跳转至

Examples(示例)

High-Level Transforms

It’s common for data transformations in Java to read, process, and write DataFrame objects. Recall that in the Java API, a DataFrame is represented by a Dataset<Row>. If your data transformation depends on DataFrame objects, you can define a high-level Transform. A high-level Transform accepts inputs of type Dataset<Row> and expects the compute function to return a single output of type Dataset<Row>. Alternatively, you can define a more general low-level Transform and explicitly call the asDataFrame() method to access a Dataset<Row> containing your input dataset.

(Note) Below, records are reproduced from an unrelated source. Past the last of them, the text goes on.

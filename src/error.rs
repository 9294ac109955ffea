// ABOUTME: Defines all error types for the gateway using thiserror.
// ABOUTME: Each concern has its own error enum, unified under GatewayError.

use serde_json::{Map, Value};

/// Top-level error type for the gateway library.
#[derive(Debug, thiserror::Error)]
pub enum GatewayError {
    #[error("Configuration error: {0}")]
    Config(#[from] ConfigError),

    #[error("Registry error: {0}")]
    Registry(#[from] RegistryError),

    #[error("Tool error: {0}")]
    Tool(#[from] ToolError),

    #[error("MCP error: {0}")]
    Mcp(#[from] McpError),
}

/// Errors from building the gateway configuration or its HTTP clients.
#[derive(Debug, thiserror::Error)]
pub enum ConfigError {
    #[error("invalid value for {key}: {reason}")]
    Invalid { key: &'static str, reason: String },

    #[error("failed to build HTTP client: {0}")]
    Http(#[from] reqwest::Error),
}

/// Errors raised inside a tool body.
///
/// These never leave a tool: [`crate::tool::Tool::execute`] folds them into a
/// failure envelope whose `error` is the display string below.
#[derive(Debug, thiserror::Error)]
pub enum ToolError {
    #[error("Invalid parameters: {0}")]
    InvalidParams(String),

    #[error("{0}")]
    NotConfigured(String),

    #[error("Request timeout while connecting to {service}")]
    Timeout { service: &'static str },

    #[error("Network error while contacting {service}: {source}")]
    Transport {
        service: &'static str,
        #[source]
        source: reqwest::Error,
    },

    #[error("{service} rate limit exceeded. {advice}")]
    RateLimited {
        service: &'static str,
        advice: String,
        retry_after: Option<u64>,
    },

    #[error("{0}")]
    NotFound(String),

    #[error("{service} error: {status} ({message})")]
    Upstream {
        service: &'static str,
        status: u16,
        message: String,
    },

    #[error("Malformed response from {service}: {reason}")]
    MalformedResponse {
        service: &'static str,
        reason: String,
    },
}

impl ToolError {
    /// Stable category name reported as `details.kind` in failure envelopes.
    pub fn kind(&self) -> &'static str {
        match self {
            ToolError::InvalidParams(_) => "invalid_params",
            ToolError::NotConfigured(_) => "not_configured",
            ToolError::Timeout { .. } => "timeout",
            ToolError::Transport { .. } => "transport",
            ToolError::RateLimited { .. } => "rate_limited",
            ToolError::NotFound(_) => "not_found",
            ToolError::Upstream { .. } => "upstream",
            ToolError::MalformedResponse { .. } => "malformed_response",
        }
    }

    /// Returns true if the upstream refused the call because of rate limiting.
    pub fn is_rate_limited(&self) -> bool {
        matches!(self, ToolError::RateLimited { .. })
    }

    /// Auxiliary metadata attached to the failure envelope.
    pub fn details(&self) -> Map<String, Value> {
        let mut details = Map::new();
        details.insert("kind".into(), Value::from(self.kind()));
        match self {
            ToolError::Upstream { status, .. } => {
                details.insert("status".into(), Value::from(*status));
            }
            ToolError::RateLimited {
                retry_after: Some(secs),
                ..
            } => {
                details.insert("retry_after".into(), Value::from(*secs));
            }
            _ => {}
        }
        details
    }
}

/// Errors from registry lookup and registration.
#[derive(Debug, thiserror::Error)]
pub enum RegistryError {
    #[error("Unknown tool: {0}")]
    UnknownTool(String),

    #[error("Tool '{0}' is already registered")]
    Duplicate(String),

    #[error("Tool '{name}' has an invalid schema: {reason}")]
    InvalidSchema { name: String, reason: String },
}

/// Errors from the MCP server loop.
#[derive(Debug, thiserror::Error)]
pub enum McpError {
    #[error("Protocol error: {0}")]
    Protocol(String),

    #[error("IO error: {0}")]
    Io(#[from] std::io::Error),

    #[error("JSON error: {0}")]
    Json(#[from] serde_json::Error),
}
// ABOUTME: mcp-gateway binary - loads configuration from the environment and
// ABOUTME: serves the built-in tools over MCP on stdin/stdout.

use std::time::Duration;

use anyhow::{Context, Result};
use clap::Parser;
use tracing::{info, warn};
use tracing_subscriber::EnvFilter;

use mcp_gateway::prelude::*;

/// Serve GitHub, weather, and email tools to MCP clients over stdio.
#[derive(Debug, Parser)]
#[command(name = "mcp-gateway", version, about)]
struct Args {
    /// Log filter used when RUST_LOG is unset (logs go to stderr).
    #[arg(long, default_value = "info")]
    log_level: String,

    /// Per-request HTTP timeout in seconds, overriding GATEWAY_REQUEST_TIMEOUT_SECS.
    #[arg(long)]
    timeout_secs: Option<u64>,

    /// Print the tool definitions as JSON and exit.
    #[arg(long)]
    list_tools: bool,
}

#[tokio::main]
async fn main() -> Result<()> {
    // Load .env file if present
    let _ = dotenvy::dotenv();
    let args = Args::parse();

    // stdout carries the protocol, so logs must stay on stderr.
    let filter = EnvFilter::try_from_default_env()
        .or_else(|_| EnvFilter::try_new(&args.log_level))
        .context("invalid log filter")?;
    tracing_subscriber::fmt()
        .with_env_filter(filter)
        .with_writer(std::io::stderr)
        .with_ansi(false)
        .init();

    let mut config = GatewayConfig::from_env().context("failed to read configuration")?;
    if let Some(secs) = args.timeout_secs {
        config = config
            .with_timeout(Duration::from_secs(secs))
            .context("invalid --timeout-secs")?;
    }
    report_configuration(&config);

    let registry = Registry::with_builtin_tools(&config).await?;

    if args.list_tools {
        let definitions = registry.to_definitions().await;
        println!("{}", serde_json::to_string_pretty(&definitions)?);
        return Ok(());
    }

    let tools = registry.list().await;
    info!(?tools, "starting MCP server on stdio");
    McpServer::new(registry)
        .serve(tokio::io::stdin(), tokio::io::stdout())
        .await?;
    info!("shutting down");
    Ok(())
}

fn report_configuration(config: &GatewayConfig) {
    if config.github_token.is_none() {
        warn!("GITHUB_TOKEN not set; GitHub tools use the unauthenticated rate limit");
    }
    if config.email_webhook_url.is_none() {
        warn!("POWER_AUTOMATE_WEBHOOK_URL not set; send_email will report it is not configured");
    }
    if config.llm_api_key.is_some() {
        info!("OPENAI_API_KEY is set but no tool in this gateway uses it");
    }
    info!(timeout = ?config.request_timeout, "HTTP request timeout");
}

To define a high-level Transform, you define a compute function that takes in any number of inputs of type Dataset<Row> and returns a single output of type Dataset<Row>.

Automatic registration

Here is an example for how to define a Transform by creating a class called HighLevelAutoTransform in the myproject.datasets package:

package myproject.datasets;

import com.palantir.transforms.lang.java.api.Compute;
import com.palantir.transforms.lang.java.api.Input;
import com.palantir.transforms.lang.java.api.Output;
import org.apache.spark.sql.Dataset;
import org.apache.spark.sql.Row;

/**
* This is an example high-level Transform intended for automatic registration.
*/
public final class HighLevelAutoTransform {

   // The class for an automatically registered Transform contains the compute
   // function and information about the input/output datasets.
   // Automatic registration requires "@Input" and "@Output" annotations.
   @Compute
   @Output("/path/to/output/dataset")
   public Dataset<Row> myComputeFunction(@Input("/path/to/input/dataset") Dataset<Row> myInput) {
       // The compute function for a high-level Transform returns an output of type "Dataset<Row>".
       return myInput.limit(10);
   }
}

High-level Transforms support multiple inputs and a single output. Thus, each input parameter must be annotated with @Input (which contains the full path to your input dataset), and the compute function must be annotated with @Output (which contains the full path to your output dataset).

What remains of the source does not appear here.